In the days before the internet, seeing used to be believing. Now in the days of Photoshop and the frenzy on social media to share photos and images, it is easy to be deceived by altered and fake photos unless you are careful.

Why Fake Photos?

Some people do it just for fun as they play around with Photoshop and similar image editing software. Others want to create a “wow” image that will get them a lot of likes and shares on social media, which can translate into more traffic, subscribers and sales.

Still others are deliberately trying to deceive people in order to sway opinion and manipulate people, such as in the run-up to the 2016 elections in the United States. For example, Russian operatives set up hundreds of sites with thousands of images showing direct bias against immigrants. https://www.marketwatch.com/story/fake-views-russians-posting-doctored-images-on-facebook-exploited-loophole-2018-02-23

There are fact-checking and image-checking sites available, but it would be a full-time job to check everything you see being posted.
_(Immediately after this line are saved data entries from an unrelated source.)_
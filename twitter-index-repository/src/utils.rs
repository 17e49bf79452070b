//! Utility functions for the twitter index repository.

use crate::errors::DocumentStoreError;

/// Characters the store refuses in index names.
const FORBIDDEN_INDEX_CHARS: &[char] = &['\\', '/', '*', '?', '"', '<', '>', '|', ',', '#', ' ', ':'];

/// Validate an index name against the store's naming rules.
///
/// Index names must be non-empty and lowercase, must not start with `-`, `_` or `+`,
/// cannot be `.` or `..`, and cannot contain any of `\ / * ? " < > | , # :` or spaces.
///
/// # Example
///
/// ```
/// use twitter_index_repository::validate_index_name;
///
/// assert!(validate_index_name("twitter").is_ok());
/// assert!(validate_index_name("Twitter").is_err());
/// ```
pub fn validate_index_name(name: &str) -> Result<(), DocumentStoreError> {
    if name.is_empty() {
        return Err(DocumentStoreError::validation("index name is required"));
    }

    if name == "." || name == ".." {
        return Err(DocumentStoreError::validation(format!(
            "index name '{}' is reserved",
            name
        )));
    }

    if name.starts_with(['-', '_', '+']) {
        return Err(DocumentStoreError::validation(format!(
            "index name '{}' must not start with '-', '_' or '+'",
            name
        )));
    }

    if name.chars().any(|c| c.is_uppercase()) {
        return Err(DocumentStoreError::validation(format!(
            "index name '{}' must be lowercase",
            name
        )));
    }

    if let Some(c) = name.chars().find(|c| FORBIDDEN_INDEX_CHARS.contains(c)) {
        return Err(DocumentStoreError::validation(format!(
            "index name '{}' contains forbidden character '{}'",
            name, c
        )));
    }

    Ok(())
}

/// Validate a document identifier.
pub fn validate_document_id(id: &str) -> Result<(), DocumentStoreError> {
    if id.is_empty() {
        return Err(DocumentStoreError::validation("document id is required"));
    }
    Ok(())
}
And most biased people are not going to care anyway, but just hit the share button.

However, if you care about whether or not the photos you see are authentic, here are some ways to spot the fakes.
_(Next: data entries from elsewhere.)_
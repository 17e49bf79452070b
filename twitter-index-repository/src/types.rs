//! Response types for document store operations.

use serde::{Deserialize, Serialize};

/// Result of indexing a single document.
///
/// Mirrors the fields of the store's index response that callers report on.
#[derive(Debug, Clone, PartialEq, Eq, Serialize, Deserialize)]
pub struct IndexedDocument {
    /// Index the document was written to.
    #[serde(rename = "_index")]
    pub index: String,
    /// Identifier of the document.
    #[serde(rename = "_id")]
    pub id: String,
    /// Document version after the write.
    #[serde(rename = "_version", default)]
    pub version: u64,
    /// Outcome reported by the store, e.g. "created" or "updated".
    #[serde(default)]
    pub result: String,
}

/// Acknowledgement returned by index-level operations.
#[derive(Debug, Clone, Copy, Default, PartialEq, Eq, Deserialize)]
pub(crate) struct Acknowledged {
    #[serde(default)]
    pub acknowledged: bool,
}

/// Envelope returned when fetching a document by id.
#[derive(Debug, Clone, Deserialize)]
pub(crate) struct GetDocumentResponse {
    pub found: Option<bool>,
    #[serde(rename = "_source")]
    pub source: Option<serde_json::Value>,
}
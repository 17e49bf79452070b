//! The index lifecycle demo.
//!
//! `App::run` calls the four operations once each, in order: create the index,
//! index the demo tweet, read it back, delete the index. The first error stops
//! the run.

use tracing::{info, instrument, warn};
use twitter_index_repository::{IndexedDocument, TweetIndexService};
use twitter_index_shared::Tweet;

use crate::TwitterIndexError;

/// Identifier the demo tweet is stored under.
pub const DEMO_TWEET_ID: &str = "1";

/// The tweet written and read back by the demo.
pub fn demo_tweet() -> Tweet {
    Tweet::new("olivere", "Take Five")
}

/// Application object holding the store handle.
pub struct App {
    service: TweetIndexService,
}

impl App {
    pub fn new(service: TweetIndexService) -> Self {
        Self { service }
    }

    /// Name of the index the demo operates on.
    pub fn index_name(&self) -> &str {
        self.service.index_name()
    }

    /// Create the index with its mapping unless it already exists.
    ///
    /// Prints an acknowledgment line when the index was created.
    #[instrument(skip(self), fields(index = %self.index_name()))]
    pub async fn create(&self) -> Result<bool, TwitterIndexError> {
        let created = self.service.ensure_index().await?;
        if created {
            println!("Index {} created", self.index_name());
        }
        Ok(created)
    }

    /// Index the demo tweet.
    #[instrument(skip(self), fields(index = %self.index_name()))]
    pub async fn index(&self) -> Result<IndexedDocument, TwitterIndexError> {
        let indexed = self
            .service
            .index_tweet(DEMO_TWEET_ID, &demo_tweet())
            .await?;
        println!("Indexed tweet {} to index {}", indexed.id, indexed.index);
        Ok(indexed)
    }

    /// Read the demo tweet back.
    ///
    /// Returns `None` when no tweet is stored under the demo id.
    #[instrument(skip(self), fields(index = %self.index_name()))]
    pub async fn get(&self) -> Result<Option<Tweet>, TwitterIndexError> {
        let tweet = self.service.get_tweet(DEMO_TWEET_ID).await?;
        match &tweet {
            Some(tweet) => info!(user = %tweet.user, message = %tweet.message, "Got tweet"),
            None => warn!(doc_id = DEMO_TWEET_ID, "Tweet not found"),
        }
        Ok(tweet)
    }

    /// Delete the index.
    ///
    /// Prints an acknowledgment line when the deletion was acknowledged.
    #[instrument(skip(self), fields(index = %self.index_name()))]
    pub async fn delete_index(&self) -> Result<bool, TwitterIndexError> {
        let acknowledged = self.service.delete_index().await?;
        if acknowledged {
            println!("index deleted");
        }
        Ok(acknowledged)
    }

    /// Run the whole demo flow.
    pub async fn run(&self) -> Result<(), TwitterIndexError> {
        self.create().await?;
        self.index().await?;
        self.get().await?;
        self.delete_index().await?;
        Ok(())
    }
}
1. Look for Strange Angles

You can often tell if something has been inserted by the fact that the angles don’t match those of other items in the photo. Inserting an extra person into a photo is a common scam but there will usually be something odd about it.

2. Watch Out for Strange Shadows and Lighting

Similarly, inserting an extra element into a photo often doesn’t work because of light and shade in the photo, and color mismatch as a result.
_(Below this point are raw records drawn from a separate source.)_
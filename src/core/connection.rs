use std::any::Any;
use std::fmt;
use std::future::Future;
use std::io;
use std::pin::Pin;
use std::task::{Context, Poll};
use std::time::Duration;

use futures::future::{self, BoxFuture, FutureExt};
use tokio::io::{AsyncRead, AsyncReadExt, AsyncWrite, AsyncWriteExt, ReadBuf};
use tokio::net::TcpStream;
use tracing::{debug, instrument};

use crate::core::builder::DialOptions;
use crate::core::command::{self, Cmd};
use crate::proto::codec::{Decoder, Encoder};
use crate::proto::frame::Frame;
use crate::{Error, Result};

/// A request/response channel to a Redis node.
///
/// This mirrors the classic connection surface: `execute` sends a command
/// and waits for its reply, while `send`, `flush` and `receive` allow
/// pipelining. Reply errors are returned as `Err`.
///
/// The trait is object safe so connections can be handled as
/// `Box<dyn Connection>`; [`retry_conn`](crate::retry_conn) relies on
/// [`into_any`](Connection::into_any) to recover the concrete type.
pub trait Connection: Send + 'static {
    /// Sends a command and returns its reply (Do).
    fn execute<'a>(&'a mut self, cmd: &'a Cmd) -> BoxFuture<'a, Result<Frame>>;

    /// Queues a command without waiting for the reply.
    fn send<'a>(&'a mut self, cmd: &'a Cmd) -> BoxFuture<'a, Result<()>>;

    /// Writes every queued command to the node.
    fn flush(&mut self) -> BoxFuture<'_, Result<()>>;

    /// Reads the next reply.
    fn receive(&mut self) -> BoxFuture<'_, Result<Frame>>;

    /// Closes the connection. Closing twice is an error.
    fn close(&mut self) -> BoxFuture<'_, Result<()>>;

    /// Returns an error if the connection is closed or broken.
    fn err(&self) -> Result<()>;

    /// Converts the boxed connection into `Any` for downcasting.
    fn into_any(self: Box<Self>) -> Box<dyn Any + Send>;
}

/// The byte stream underneath a [`NodeConnection`].
pub(crate) enum NodeStream {
    Tcp(TcpStream),
    #[cfg(feature = "tls")]
    Tls(Box<tokio_rustls::client::TlsStream<TcpStream>>),
}

impl AsyncRead for NodeStream {
    fn poll_read(
        self: Pin<&mut Self>,
        cx: &mut Context<'_>,
        buf: &mut ReadBuf<'_>,
    ) -> Poll<io::Result<()>> {
        match self.get_mut() {
            NodeStream::Tcp(s) => Pin::new(s).poll_read(cx, buf),
            #[cfg(feature = "tls")]
            NodeStream::Tls(s) => Pin::new(s.as_mut()).poll_read(cx, buf),
        }
    }
}

impl AsyncWrite for NodeStream {
    fn poll_write(
        self: Pin<&mut Self>,
        cx: &mut Context<'_>,
        buf: &[u8],
    ) -> Poll<io::Result<usize>> {
        match self.get_mut() {
            NodeStream::Tcp(s) => Pin::new(s).poll_write(cx, buf),
            #[cfg(feature = "tls")]
            NodeStream::Tls(s) => Pin::new(s.as_mut()).poll_write(cx, buf),
        }
    }

    fn poll_flush(self: Pin<&mut Self>, cx: &mut Context<'_>) -> Poll<io::Result<()>> {
        match self.get_mut() {
            NodeStream::Tcp(s) => Pin::new(s).poll_flush(cx),
            #[cfg(feature = "tls")]
            NodeStream::Tls(s) => Pin::new(s.as_mut()).poll_flush(cx),
        }
    }

    fn poll_shutdown(self: Pin<&mut Self>, cx: &mut Context<'_>) -> Poll<io::Result<()>> {
        match self.get_mut() {
            NodeStream::Tcp(s) => Pin::new(s).poll_shutdown(cx),
            #[cfg(feature = "tls")]
            NodeStream::Tls(s) => Pin::new(s.as_mut()).poll_shutdown(cx),
        }
    }
}

/// A single connection to one cluster node.
///
/// Commands are buffered by [`send`](NodeConnection::send) and written by
/// [`flush`](NodeConnection::flush). [`execute`](NodeConnection::execute)
/// flushes, then reads every pending reply and returns the last one, or the
/// first error reply among them. Transport failures mark the connection as
/// broken; [`err`](NodeConnection::err) reports it and pools discard it.
pub struct NodeConnection {
    address: String,
    stream: NodeStream,
    decoder: Decoder,
    encoder: Encoder,
    pending: usize,
    read_timeout: Option<Duration>,
    write_timeout: Option<Duration>,
    broken: Option<String>,
    closed: bool,
}

impl NodeConnection {
    /// Dials `address` (`host:port`) and runs the handshake commands the
    /// options ask for (AUTH, CLIENT SETNAME).
    ///
    /// # Errors
    ///
    /// Returns [`Error::Io`] if the node cannot be reached in time and
    /// [`Error::Auth`] if the credentials are rejected.
    #[instrument(skip(options), level = "debug")]
    pub async fn dial(address: &str, options: &DialOptions) -> Result<Self> {
        let tcp = with_timeout(options.connect_timeout, TcpStream::connect(address)).await?;
        tcp.set_nodelay(true)?;
        let stream = upgrade(tcp, address, options).await?;

        let mut conn = Self {
            address: address.to_string(),
            stream,
            decoder: Decoder::new(),
            encoder: Encoder::new(),
            pending: 0,
            read_timeout: options.read_timeout,
            write_timeout: options.write_timeout,
            broken: None,
            closed: false,
        };

        if let Some(password) = &options.password {
            let cmd = match &options.username {
                Some(user) => command::auth_with_username(user.clone(), password.clone()),
                None => command::auth(password.clone()),
            };
            conn.execute(&cmd).await.map_err(|e| match e {
                Error::Server { .. } => Error::Auth,
                other => other,
            })?;
        }

        if let Some(name) = &options.client_name {
            conn.execute(&command::client_setname(name.clone())).await?;
        }

        debug!(address, "dialed node");
        Ok(conn)
    }

    /// Returns the `host:port` this connection was dialed with.
    pub fn address(&self) -> &str {
        &self.address
    }

    /// Sends a command and returns its reply.
    pub async fn execute(&mut self, cmd: &Cmd) -> Result<Frame> {
        self.send(cmd)?;
        self.flush().await?;

        let mut first_error = None;
        let mut last = Frame::Null;
        while self.pending > 0 {
            let frame = self.read_frame().await?;
            self.pending -= 1;
            if let Frame::Error(message) = &frame {
                if first_error.is_none() {
                    first_error = Some(reply_error(message));
                }
            }
            last = frame;
        }

        match first_error {
            Some(err) => Err(err),
            None => Ok(last),
        }
    }

    /// Queues a command in the write buffer.
    pub fn send(&mut self, cmd: &Cmd) -> Result<()> {
        self.err()?;
        self.encoder.encode_command(cmd.args());
        self.pending += 1;
        Ok(())
    }

    /// Writes every queued command to the node.
    pub async fn flush(&mut self) -> Result<()> {
        self.err()?;
        if self.encoder.is_empty() {
            return Ok(());
        }
        let data = self.encoder.take();
        let result = with_timeout(self.write_timeout, async {
            self.stream.write_all(&data).await?;
            self.stream.flush().await
        })
        .await;
        result.map_err(|e| self.fatal(e.into()))
    }

    /// Reads the next reply. Reply errors are returned as `Err`.
    pub async fn receive(&mut self) -> Result<Frame> {
        self.flush().await?;
        let frame = self.read_frame().await?;
        self.pending = self.pending.saturating_sub(1);
        match frame {
            Frame::Error(message) => Err(reply_error(&message)),
            frame => Ok(frame),
        }
    }

    /// Shuts the stream down. Closing twice returns
    /// [`Error::ClosedConnection`].
    pub async fn close(&mut self) -> Result<()> {
        if self.closed {
            return Err(Error::ClosedConnection);
        }
        self.closed = true;
        if self.broken.is_some() {
            return Ok(());
        }
        self.stream.shutdown().await?;
        Ok(())
    }

    /// Returns an error if the connection is closed or broken.
    pub fn err(&self) -> Result<()> {
        if self.closed {
            return Err(Error::ClosedConnection);
        }
        match &self.broken {
            Some(reason) => Err(Error::Io {
                source: io::Error::new(io::ErrorKind::BrokenPipe, reason.clone()),
            }),
            None => Ok(()),
        }
    }

    /// True if the connection is healthy and has no unread replies or
    /// unflushed commands, so it can be handed to another caller.
    pub(crate) fn is_reusable(&self) -> bool {
        self.err().is_ok() && self.pending == 0 && self.encoder.is_empty()
    }

    async fn read_frame(&mut self) -> Result<Frame> {
        loop {
            match self.decoder.decode() {
                Ok(Some(frame)) => return Ok(frame),
                Ok(None) => {}
                Err(e) => return Err(self.fatal(e.into())),
            }

            let mut buf = [0u8; 4096];
            let read = with_timeout(self.read_timeout, self.stream.read(&mut buf)).await;
            match read {
                Ok(0) => {
                    let eof = io::Error::new(io::ErrorKind::UnexpectedEof, "connection closed");
                    return Err(self.fatal(eof.into()));
                }
                Ok(n) => self.decoder.append(&buf[..n]),
                Err(e) => return Err(self.fatal(e.into())),
            }
        }
    }

    fn fatal(&mut self, err: Error) -> Error {
        if err.is_fatal() && self.broken.is_none() {
            self.broken = Some(err.to_string());
        }
        err
    }
}

impl fmt::Debug for NodeConnection {
    fn fmt(&self, f: &mut fmt::Formatter<'_>) -> fmt::Result {
        f.debug_struct("NodeConnection")
            .field("address", &self.address)
            .field("pending", &self.pending)
            .field("broken", &self.broken)
            .field("closed", &self.closed)
            .finish()
    }
}

impl Connection for NodeConnection {
    fn execute<'a>(&'a mut self, cmd: &'a Cmd) -> BoxFuture<'a, Result<Frame>> {
        NodeConnection::execute(self, cmd).boxed()
    }

    fn send<'a>(&'a mut self, cmd: &'a Cmd) -> BoxFuture<'a, Result<()>> {
        future::ready(NodeConnection::send(self, cmd)).boxed()
    }

    fn flush(&mut self) -> BoxFuture<'_, Result<()>> {
        NodeConnection::flush(self).boxed()
    }

    fn receive(&mut self) -> BoxFuture<'_, Result<Frame>> {
        NodeConnection::receive(self).boxed()
    }

    fn close(&mut self) -> BoxFuture<'_, Result<()>> {
        NodeConnection::close(self).boxed()
    }

    fn err(&self) -> Result<()> {
        NodeConnection::err(self)
    }

    fn into_any(self: Box<Self>) -> Box<dyn Any + Send> {
        self
    }
}

fn reply_error(message: &[u8]) -> Error {
    Error::Server {
        message: String::from_utf8_lossy(message).into_owned(),
    }
}

async fn with_timeout<F, T>(limit: Option<Duration>, fut: F) -> io::Result<T>
where
    F: Future<Output = io::Result<T>>,
{
    match limit {
        Some(limit) => tokio::time::timeout(limit, fut)
            .await
            .map_err(|_| io::Error::new(io::ErrorKind::TimedOut, "operation timed out"))?,
        None => fut.await,
    }
}

async fn upgrade(tcp: TcpStream, address: &str, options: &DialOptions) -> Result<NodeStream> {
    if !options.tls {
        return Ok(NodeStream::Tcp(tcp));
    }

    cfg_if::cfg_if! {
        if #[cfg(feature = "tls")] {
            let connector = crate::core::TlsConnectorInner::shared();
            let handshake = async {
                connector
                    .connect(tcp, address)
                    .await
                    .map_err(|e| io::Error::new(io::ErrorKind::ConnectionAborted, e.to_string()))
            };
            let stream = with_timeout(options.connect_timeout, handshake).await?;
            Ok(NodeStream::Tls(Box::new(stream)))
        } else {
            let _ = (tcp, address);
            Err(Error::InvalidArgument {
                message: "TLS requested but the `tls` feature is disabled".to_string(),
            })
        }
    }
}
3. Do a Reality Check on the Location of the Photo

Is it an actual photo of the location it claims to be? A supposed “huge” rally for Donald Trump in Arizona posted on his Twitter account was spotted by Cleveland natives as being their home town in the middle of the Cavaliers’ basketball championship parade through downtown.

A current popular fake photo of the world’s supposed largest snake shows a scaled-up anaconda on completely the wrong continent.

4. Check the Quality

In some cases, one part of the photo might be grainy or blurred, the other clear – again showing an insertion of something that was never there in the first place.

5. Compare to Similar Photos Online

You can check Google images, which will usually show more than one copy of the same photo. In some cases, you will find sites that have added things and in some cases, even taken things away. One newspaper was caught routinely editing out Hillary Clinton from photos of important political events.

6. Use Tools

There are a number of useful tools which can help you detect image fraud if you still can’t tell after your own commonsense reality check.

* TinEye – https://www.tineye.com/

This is a reverse image search to help you find the originals of photos. There are more than 17 billion searchable images in the interface.

* Google Images reverse search – https://images.google.com/

Enter the url to locate the original.

* Izitru – https://www.izitru.com/

This tool will run photos through several layers of certification to see whether or not it has been altered in some way. It will then assign a trust rating to the image.

* FotoForensics – http://fotoforensics.com/

This will also give you detailed information about a photo and whether or not it has been edited. It is a bit complicated to use; however, if you are a media professional buying what you hope to be authentic photos from reputable photographers, it is worth using.